So, after all that, what else am i doing to help my savings? 
I'm doing 'nothing new in June.' The Salvo's did something like this not long ago. Encouraged people to buy less, think about their spending. I often try to do a 'no more clothes til the school holidays' too. This month, however, is nothing that's not a consumable. No clothes, no books, no DVDs, no CDs. Concerts, dinners, groceries are ok, i like my lifestyle and can really afford to maintain it that way. But i'm trying to curb that spending too. Basically means i stop browsing ModCloth and Book Depository. I say no to Kali when she asks me to Chadstone on the weekends. I do not need any more clothes. They're pouring out of my wardrobe and Steve doesn't care if he's seen all my clothes before. He's not going to dump me if i wear the same dress a couple of times or i don't have new lingerie to surprise him with. 

I've also cut back on frivolous subscriptions. I was subscribed to Kings Tribune, The New Yorker on my iPad and Last.Fm. All three things which had their uses and were interesting but i just didn't read them or use them enough to warrant the money. I cut back on some charity, but hope to pick it up later (sorry Doctors Without Borders). 

At the same time, i'm continuing the decluttering.

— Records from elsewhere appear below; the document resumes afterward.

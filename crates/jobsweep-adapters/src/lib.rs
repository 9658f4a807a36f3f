//! Source adapter contract + board adapter implementations.
//!
//! An adapter turns `(query, location, radius)` into raw listing records for
//! one board, or fails on its own without taking the rest of the search down.
//! "No results" is an empty list, never an error. Live boards pace their own
//! requests through a private [`HttpFetcher`]; the fixture-backed adapters
//! stand in for boards whose scraping lives outside this workspace.

use std::fs;
use std::path::{Path, PathBuf};

use anyhow::Context;
use async_trait::async_trait;
use jobsweep_core::RawRecord;
use jobsweep_fetch::{FetchError, HttpClientConfig, HttpFetcher};
use scraper::{ElementRef, Html, Selector};
use thiserror::Error;

pub const CRATE_NAME: &str = "jobsweep-adapters";

#[derive(Debug, Error)]
pub enum AdapterError {
    #[error("{0}")]
    Message(String),
    #[error(transparent)]
    Fetch(#[from] FetchError),
    #[error(transparent)]
    Anyhow(#[from] anyhow::Error),
}

/// One board's search surface. Implementations are stateless with respect to
/// the pipeline; whatever rate-limit or session state they hold is private.
#[async_trait]
pub trait SourceAdapter: Send + Sync {
    fn source_id(&self) -> &str;

    /// Fetch raw listings matching the query. Returns an empty list when the
    /// board has nothing; errors only on irrecoverable failures (network,
    /// unreadable payload), which the orchestrator absorbs per source.
    async fn search(
        &self,
        query: &str,
        location: &str,
        radius: Option<u32>,
    ) -> Result<Vec<RawRecord>, AdapterError>;
}

/// Where a board's listings come from for this run.
#[derive(Debug, Clone)]
pub enum BoardEndpoint {
    /// Local captured listing document (HTML or JSON depending on the board).
    Fixture(PathBuf),
    /// Live JSON endpoint, fetched with the board's own politeness settings.
    Http {
        listing_url: String,
        http: HttpClientConfig,
    },
}

/// Case-insensitive query match over title and description. A blank query
/// matches everything, mirroring a board search with no terms.
pub fn record_matches_query(record: &RawRecord, query: &str) -> bool {
    let query = query.trim().to_lowercase();
    if query.is_empty() {
        return true;
    }
    if record.title.to_lowercase().contains(&query) {
        return true;
    }
    record
        .description
        .as_deref()
        .is_some_and(|d| d.to_lowercase().contains(&query))
}

fn parse_selector(selector: &str) -> Result<Selector, AdapterError> {
    Selector::parse(selector).map_err(|e| AdapterError::Message(e.to_string()))
}

fn text_or_none(value: String) -> Option<String> {
    let trimmed = value.trim().to_string();
    if trimmed.is_empty() {
        None
    } else {
        Some(trimmed)
    }
}

fn first_text(row: ElementRef<'_>, selector: &Selector) -> Option<String> {
    row.select(selector)
        .next()
        .and_then(|n| text_or_none(n.text().collect::<String>()))
}

fn first_attr(row: ElementRef<'_>, selector: &Selector, attr: &str) -> Option<String> {
    row.select(selector)
        .next()
        .and_then(|n| n.value().attr(attr))
        .and_then(|s| text_or_none(s.to_string()))
}

/// Parse a board listing page into raw records. One `.listing` element per
/// record; missing fields come back empty and are the normalizer's problem.
pub fn parse_listing_html(html: &str) -> Result<Vec<RawRecord>, AdapterError> {
    let document = Html::parse_document(html);
    let row_sel = parse_selector(".listing")?;
    let title_sel = parse_selector(".title")?;
    let company_sel = parse_selector(".company")?;
    let location_sel = parse_selector(".location")?;
    let salary_sel = parse_selector(".salary")?;
    let date_sel = parse_selector(".posted-date")?;
    let link_sel = parse_selector("a[href]")?;
    let description_sel = parse_selector(".description")?;

    let records = document
        .select(&row_sel)
        .map(|row| RawRecord {
            title: first_text(row, &title_sel).unwrap_or_default(),
            company: first_text(row, &company_sel).unwrap_or_default(),
            location: first_text(row, &location_sel).unwrap_or_default(),
            description: first_text(row, &description_sel),
            url: first_attr(row, &link_sel, "href"),
            kind: row
                .value()
                .attr("data-kind")
                .map(str::to_string)
                .unwrap_or_default(),
            salary: first_text(row, &salary_sel),
            posted_date: first_text(row, &date_sel),
        })
        .collect();

    Ok(records)
}

/// Parse a JSON listing payload: a top-level array of raw records.
pub fn parse_listing_json(payload: &[u8]) -> Result<Vec<RawRecord>, AdapterError> {
    serde_json::from_slice(payload)
        .map_err(|e| AdapterError::Message(format!("invalid listing JSON: {e}")))
}

fn read_fixture(path: &Path) -> Result<Vec<u8>, AdapterError> {
    Ok(fs::read(path).with_context(|| format!("reading fixture {}", path.display()))?)
}

/// Board whose captured listing page is an HTML document.
pub struct HtmlBoardAdapter {
    source_id: String,
    fixture_path: PathBuf,
}

#[async_trait]
impl SourceAdapter for HtmlBoardAdapter {
    fn source_id(&self) -> &str {
        &self.source_id
    }

    async fn search(
        &self,
        query: &str,
        _location: &str,
        _radius: Option<u32>,
    ) -> Result<Vec<RawRecord>, AdapterError> {
        let bytes = read_fixture(&self.fixture_path)?;
        let html = String::from_utf8_lossy(&bytes);
        let records = parse_listing_html(&html)?;
        Ok(records
            .into_iter()
            .filter(|r| record_matches_query(r, query))
            .collect())
    }
}

/// Board whose captured listing payload is a JSON array.
pub struct JsonBoardAdapter {
    source_id: String,
    fixture_path: PathBuf,
}

#[async_trait]
impl SourceAdapter for JsonBoardAdapter {
    fn source_id(&self) -> &str {
        &self.source_id
    }

    async fn search(
        &self,
        query: &str,
        _location: &str,
        _radius: Option<u32>,
    ) -> Result<Vec<RawRecord>, AdapterError> {
        let bytes = read_fixture(&self.fixture_path)?;
        let records = parse_listing_json(&bytes)?;
        Ok(records
            .into_iter()
            .filter(|r| record_matches_query(r, query))
            .collect())
    }
}

/// Board exposing a live JSON listing endpoint. The fetcher carries this
/// board's timeout, retry, and throttle settings; siblings never share it.
pub struct HttpJsonBoardAdapter {
    source_id: String,
    listing_url: String,
    fetcher: HttpFetcher,
}

impl HttpJsonBoardAdapter {
    pub fn new(
        source_id: impl Into<String>,
        listing_url: impl Into<String>,
        http: HttpClientConfig,
    ) -> anyhow::Result<Self> {
        let source_id = source_id.into();
        let fetcher = HttpFetcher::new(source_id.clone(), http)?;
        Ok(Self {
            source_id,
            listing_url: listing_url.into(),
            fetcher,
        })
    }
}

#[async_trait]
impl SourceAdapter for HttpJsonBoardAdapter {
    fn source_id(&self) -> &str {
        &self.source_id
    }

    async fn search(
        &self,
        query: &str,
        location: &str,
        radius: Option<u32>,
    ) -> Result<Vec<RawRecord>, AdapterError> {
        let mut url = format!(
            "{}?q={}&l={}",
            self.listing_url,
            urlencode(query),
            urlencode(location)
        );
        if let Some(radius) = radius {
            url.push_str(&format!("&radius={radius}"));
        }
        let response = self.fetcher.fetch_bytes(&url).await?;
        let records = parse_listing_json(&response.body)?;
        Ok(records
            .into_iter()
            .filter(|r| record_matches_query(r, query))
            .collect())
    }
}

// Minimal percent-encoding for query/location values; boards here only need
// the reserved characters that actually occur in search terms.
fn urlencode(value: &str) -> String {
    let mut out = String::with_capacity(value.len());
    for ch in value.chars() {
        match ch {
            ' ' => out.push('+'),
            'a'..='z' | 'A'..='Z' | '0'..='9' | '-' | '_' | '.' | '~' => out.push(ch),
            _ => {
                let mut buf = [0u8; 4];
                for byte in ch.encode_utf8(&mut buf).as_bytes() {
                    out.push_str(&format!("%{byte:02X}"));
                }
            }
        }
    }
    out
}

/// Build the adapter registered for a board id, bound to the given endpoint.
/// HTML boards only support fixtures here; their live scraping lives outside
/// this workspace.
pub fn adapter_for_source(
    source_id: &str,
    endpoint: BoardEndpoint,
) -> anyhow::Result<Box<dyn SourceAdapter>> {
    match source_id {
        "jobbank" | "kijiji" => match endpoint {
            BoardEndpoint::Fixture(fixture_path) => Ok(Box::new(HtmlBoardAdapter {
                source_id: source_id.to_string(),
                fixture_path,
            })),
            BoardEndpoint::Http { .. } => {
                anyhow::bail!("board {source_id} has no live endpoint in this workspace")
            }
        },
        "craigslist" | "indeed" => match endpoint {
            BoardEndpoint::Fixture(fixture_path) => Ok(Box::new(JsonBoardAdapter {
                source_id: source_id.to_string(),
                fixture_path,
            })),
            BoardEndpoint::Http { listing_url, http } => Ok(Box::new(
                HttpJsonBoardAdapter::new(source_id, listing_url, http)?,
            )),
        },
        other => anyhow::bail!("no adapter registered for {other}"),
    }
}

#[cfg(test)]
mod tests {
    use super::*;

    const LISTING_HTML: &str = r#"
        <ul class="listings">
          <li class="listing" data-kind="job">
            <h3 class="title">Graphic Designer</h3>
            <span class="company">Maple Print Co</span>
            <span class="location">Brampton, ON</span>
            <span class="salary">$22 - $26 per hour</span>
            <time class="posted-date">2026-08-05</time>
            <a href="https://example.org/jobs/101">View</a>
            <p class="description">Print and digital design for retail clients.</p>
          </li>
          <li class="listing" data-kind="gig">
            <h3 class="title">Weekend Mover</h3>
            <span class="company">TwoGuys Moving</span>
            <span class="location">Mississauga, ON</span>
            <a href="https://example.org/gigs/7">View</a>
          </li>
        </ul>
    "#;

    #[test]
    fn html_listing_parses_rows_and_optional_fields() {
        let records = parse_listing_html(LISTING_HTML).unwrap();
        assert_eq!(records.len(), 2);

        let first = &records[0];
        assert_eq!(first.title, "Graphic Designer");
        assert_eq!(first.company, "Maple Print Co");
        assert_eq!(first.location, "Brampton, ON");
        assert_eq!(first.kind, "job");
        assert_eq!(first.salary.as_deref(), Some("$22 - $26 per hour"));
        assert_eq!(first.posted_date.as_deref(), Some("2026-08-05"));
        assert_eq!(first.url.as_deref(), Some("https://example.org/jobs/101"));

        let second = &records[1];
        assert_eq!(second.kind, "gig");
        assert_eq!(second.salary, None);
        assert_eq!(second.description, None);
    }

    #[test]
    fn json_listing_tolerates_missing_optional_fields() {
        let payload = br#"[
            {"title": "Flyer Distributor", "company": "AdWalk", "location": "Toronto, ON",
             "url": "https://example.org/gigs/9", "kind": "gig"},
            {"title": "Junior Accountant", "company": "Ledger & Sons", "location": "Vaughan, ON",
             "url": "https://example.org/jobs/55", "kind": "job",
             "salary": "$50,000 - $60,000 per year", "posted_date": "2026-08-01"}
        ]"#;
        let records = parse_listing_json(payload).unwrap();
        assert_eq!(records.len(), 2);
        assert_eq!(records[0].salary, None);
        assert_eq!(records[1].posted_date.as_deref(), Some("2026-08-01"));
    }

    #[test]
    fn query_match_is_case_insensitive_over_title_and_description() {
        let records = parse_listing_html(LISTING_HTML).unwrap();
        assert!(record_matches_query(&records[0], "graphic designer"));
        assert!(record_matches_query(&records[0], "RETAIL"));
        assert!(!record_matches_query(&records[0], "plumber"));
        assert!(record_matches_query(&records[1], ""));
    }

    #[test]
    fn registry_rejects_unknown_boards_and_live_html() {
        assert!(adapter_for_source("monster", BoardEndpoint::Fixture(PathBuf::new())).is_err());
        assert!(adapter_for_source(
            "jobbank",
            BoardEndpoint::Http {
                listing_url: "https://example.org/api".into(),
                http: HttpClientConfig::default(),
            },
        )
        .is_err());
        assert!(adapter_for_source("kijiji", BoardEndpoint::Fixture(PathBuf::from("x.html"))).is_ok());
        assert!(adapter_for_source("craigslist", BoardEndpoint::Fixture(PathBuf::from("x.json"))).is_ok());
    }

    #[tokio::test]
    async fn missing_fixture_is_an_adapter_error_not_a_panic() {
        let adapter = adapter_for_source(
            "jobbank",
            BoardEndpoint::Fixture(PathBuf::from("/nonexistent/listing.html")),
        )
        .unwrap();
        let result = adapter.search("designer", "Brampton", None).await;
        assert!(result.is_err());
    }

    #[test]
    fn urlencode_covers_spaces_and_reserved_chars() {
        assert_eq!(urlencode("graphic designer"), "graphic+designer");
        assert_eq!(urlencode("c++ dev"), "c%2B%2B+dev");
        assert_eq!(urlencode("Brampton"), "Brampton");
    }
}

Every time i come back from Steve's neat, clean little flat i'm angry at my own for being cluttered and full of stuff i don't touch, don't need or don't wear. My local Opp Shops have received lots of my donations, and will continue to get more. I'm just training myself to want less stuff. Coz it is want. I don't need it. I tell myself that i need it. That i need new black boots or flats or winter dresses because i don't have any or the ones i have are falling apart. That may be true, but is there something else in my wardrobe that will work. Probably. I trained myself to want less food, to need less food, i can train myself to want less stuff. I've never been into "fashion" exactly, and in the last two years I've learnt even more to dress to my body and what flatters me, what's "in" be dammed. I want to enjoy experiences, not stuff. The best moments this year have been that, finding new breakfast places, to having macarons, to seeing Dashboard live again, to laying in the sun on a friday afternoon with the girls or being wrapped up in bed with Steve sleepy on a Sunday morning. THEY have been the best things this year. Not that dress, or those shoes. They probably never will be the best things, even if they are on sale. So it's training myself, that's all it is. Training myself that want and need are different and Mel, you really don't need that. 


Friday 13 April 2012

Things i wish i didn't have to worry about

Comedy Festival is my favourite time of the year. With the delightfully warmer weather, it's made it more relaxed and meant that i spend more time around the city and less around my suburbs later at night than i would in non-festival times. And doing that means that I'm faced with the dilemma i know many women face 'late night tram or taxi?' 
Why is this a dilemma for me, and many women? Because it's a question of which is going to be less of a risk to my safety. 

This time(ish) last year i went on Slut-Walk. Whatever your disagreements with the movement, almost everyone agreed that people shouldn't be raped and should feel safe wherever they go in our great city. And it's a sad thing that as we were walking away from SlutWalk that i turned to my friend and said 'It's nice that i feel empowered, but I'm still apprehensive of getting in a cab alone at night. This walk won't change that.' 

And it hasn't. A year later, any time i have to come home alone it still feels like I'm risking something getting in a cab or taking the last tram home alone. And i hate that. I don't want to feel that way. But having been cornered on a tram by a group of guys will make that happen. And being asked constant questions about having a boyfriend and who I'm going home to by a cab driver will make that happen. 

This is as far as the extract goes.